Le critère principal de jugement de l'étude DHE-ge était l'amélioration du score sur l'échelle de sensation de bien-être. De ce point de vue, « aucun effet positif n'a été mis en évidence ni dans la population globale, ni dans aucun des sous-groupes étudiés », ont rapporté les experts de l'Afssaps. Ils ajoutaient : « Des effets positifs ont été mis en évidence pour des critères secondaires, dans des sous-groupes particuliers, avec des résultats parfois discordants (densité osseuse, peau, libido). On ne peut éliminer que ces effets bénéfiques soient liés au hasard, compte tenu de la multiplicité des paramètres étudiés et comparaisons effectuées. » En l'occurrence, les experts ne partageaient pas la présentation des résultats par les auteurs de l'étude, car l'analyse des données n'était pas effectuée sur l'ensemble de la population, mais seulement sur des sous-groupes. Les auteurs de l'étude aboutissaient ainsi à 120 comparaisons initiales, dont une seule – l'augmentation de la production de sébum sur la peau des femmes de plus de 70 ans prenant de la DHEA – atteignait une puissance statistique suffisante pour être significative. Or, plus on multiplie ces comparaisons, plus il y a de chances de trouver des différences statistiquement significatives, même si cela est dû au hasard.

« Aucune preuve formelle d'efficacité »

Entre 30 000 et 40 000 personnes sous DHEA en France, en 2002

C'est pourquoi le rapport de l'Afssaps du 3 juillet 2001 concluait : « Au total, aucune preuve formelle d'efficacité dans les pathologies associées au vieillissement n'a été établie, même si des pistes peuvent mériter des études ultérieures. » Concernant la sécurité d'emploi de la DHEA, le rapport notait : « Toutes les données de tolérance analysées confirment que la DHEA diminue le HDL-cholestérol : cet effet peut être expliqué par l'effet androgène du produit. Les conséquences cardio-vasculaires potentielles d'une telle baisse sont à évaluer et à prendre en compte pour une substance destinée à être utilisée au long cours. » Par ailleurs, les experts signalaient que « le risque d'induction et/ou d'aggravation de cancers hormono-dépendants (sein, endomètre [utérus] et prostate) ne peut être exclu, notamment dans des situations d'utilisation à long terme.
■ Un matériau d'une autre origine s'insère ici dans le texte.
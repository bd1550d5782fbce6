//! Marked-declaration discovery, dedup, and emission driving.
//!
//! Discovery is a whole-tree query; on top of it the walker re-visits every
//! record's direct child declarations explicitly, so nested marked types are
//! emitted before or independently of their enclosing record. The same node
//! is therefore reachable through two traversal paths; the identity-keyed
//! dedup set guarantees a single emission per declaration.

use std::collections::HashSet;

use yamlbind_core::{Decl, DeclId, Item, ScopePath, ScopeSeg, Unit};

use crate::index::DeclIndex;
use crate::sink::Sink;
use crate::{GenConfig, GenError, Result, classify, emit};

/// The recognized annotation payload.
pub const MARKER: &str = "yamlbind";

/// Whole-tree query: every declaration carrying an `annotate` attribute
/// anywhere in its attribute list, in document (pre-order) order, paired
/// with its enclosing scope chain.
pub fn discover(unit: &Unit) -> Vec<(&Decl, ScopePath)> {
    let mut found = Vec::new();
    let mut scope = ScopePath::new();
    for item in &unit.items {
        discover_item(item, &mut scope, &mut found);
    }
    found
}

fn discover_item<'u>(
    item: &'u Item,
    scope: &mut ScopePath,
    found: &mut Vec<(&'u Decl, ScopePath)>,
) {
    match item {
        Item::Namespace(ns) => {
            scope.push(ScopeSeg::Namespace(ns.name.clone()));
            for inner in &ns.items {
                discover_item(inner, scope, found);
            }
            scope.pop();
        }
        Item::Decl(decl) => discover_decl(decl, scope, found),
    }
}

fn discover_decl<'u>(
    decl: &'u Decl,
    scope: &mut ScopePath,
    found: &mut Vec<(&'u Decl, ScopePath)>,
) {
    if decl.has_annotate_attr() {
        found.push((decl, scope.clone()));
    }
    if let Decl::Record(record) = decl {
        scope.push(ScopeSeg::Record(record.name.clone()));
        for nested in record.nested() {
            discover_decl(nested, scope, found);
        }
        scope.pop();
    }
}

/// Per-unit generation state: config, declaration index, dedup set, and
/// the output sink. Nothing is shared between units.
pub struct Generator<'cfg> {
    config: &'cfg GenConfig,
    index: DeclIndex,
    seen: HashSet<DeclId>,
    sink: Sink,
}

impl Generator<'_> {
    /// Generate the conversion header for one unit.
    pub fn run(unit: &Unit, config: &GenConfig) -> Result<String> {
        let mut generator = Generator {
            config,
            index: DeclIndex::build(unit),
            seen: HashSet::new(),
            sink: Sink::new(),
        };

        emit::unit_preamble(&mut generator.sink);

        for (decl, scope) in discover(unit) {
            generator.visit(decl, &scope)?;
        }

        Ok(generator.sink.finish())
    }

    fn visit(&mut self, decl: &Decl, scope: &ScopePath) -> Result<()> {
        // Re-entrant visitation is an idempotent no-op.
        if !self.seen.insert(decl.id()) {
            return Ok(());
        }

        // Nested marked declarations first, independent of whether the
        // enclosing record itself passes the marker check below.
        if let Decl::Record(record) = decl {
            let mut inner = scope.clone();
            inner.push(ScopeSeg::Record(record.name.clone()));
            for child in record.nested() {
                if child.has_annotate_attr() {
                    self.visit(child, &inner)?;
                }
            }
        }

        if !marker_matches(decl)? {
            return Ok(());
        }

        match decl {
            Decl::Record(record) => {
                let fields = classify::public_fields(record, &self.index, scope);
                let type_name = scope.qualified(&record.name);
                emit::record_convert(&mut self.sink, &type_name, &fields);
                if self.config.compare_ops {
                    emit::record_compare(
                        &mut self.sink,
                        &type_name,
                        scope.enclosing_namespace().as_deref(),
                        &fields,
                    );
                }
            }
            Decl::Enum(decl) => {
                let constants = classify::enum_constants(decl, scope);
                let type_name = scope.qualified(&decl.name);
                emit::enum_convert(&mut self.sink, &type_name, &constants);
            }
        }

        Ok(())
    }

}

/// First-attribute marker check. Only an `annotate` attribute in the first
/// position with the exact recognized payload qualifies; an `annotate` with
/// a different payload skips the declaration. A visited declaration without
/// any attribute is an integration error.
pub fn marker_matches(decl: &Decl) -> Result<bool> {
    let Some(first) = decl.attrs().first() else {
        return Err(GenError::MissingMarker {
            name: decl.name().to_string(),
        });
    };
    Ok(first.is_annotate() && first.payload.as_deref() == Some(MARKER))
}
Ce risque justifierait un dépistage et une surveillance adaptée de tous les sujets exposés à la DHEA. »

Sur la base des données disponibles, le groupe d'experts concluait « que les effets potentiels défavorables d'une baisse du HDL-cholestérol ainsi que les risques potentiels de cancers hormono-dépendants ne sont pas contrebalancés par un effet clinique actuellement démontré. Dans l'attente d'une telle démonstration, il n'est pas possible de recommander l'utilisation proposée aujourd'hui de la DHEA dans la lutte contre le vieillissement. » Sur la base de ce rapport, l'Afssaps estimait que « l'utilisation de la DHEA doit être assujettie à la réglementation du médicament et qu'une information des professionnels de santé et du public doit être faite. » Les professeurs Baulieu et Forette se déclarèrent « heureux » que l'Afssaps ait « enfin fait le choix » de considérer la DHEA comme un médicament, statut permettant de mieux garantir la qualité du produit et de mieux le contrôler. La réglementation française n'interdisant pas l'utilisation de la DHEA en tant que matière première, chacun pouvait jusque-là faire effectuer par son pharmacien une « préparation magistrale » sur la base d'une ordonnance médicale. Un industriel de la région parisienne, la société Cooper, avait fait savoir qu'il était en mesure de répondre à la demande en grande quantité de la matière nécessaire à la préparation de DHEA. De son côté, le Conseil national de l'Ordre des médecins recommandait la prudence aux consommateurs éventuels de la DHEA et « aux médecins de ne pas répondre favorablement aux sollicitations de ces demandeurs », rappelant aux praticiens « qu'ils engagent leur responsabilité par leur prescription si des complications ultérieures étaient attribuées à la prise de ce produit ». Ministre délégué à la Santé, Bernard Kouchner suivit l'avis de l'agence et, depuis juillet 2001, la DHEA a le statut de médicament, même s'il n'est autorisé pour l'instant dans aucune indication précise.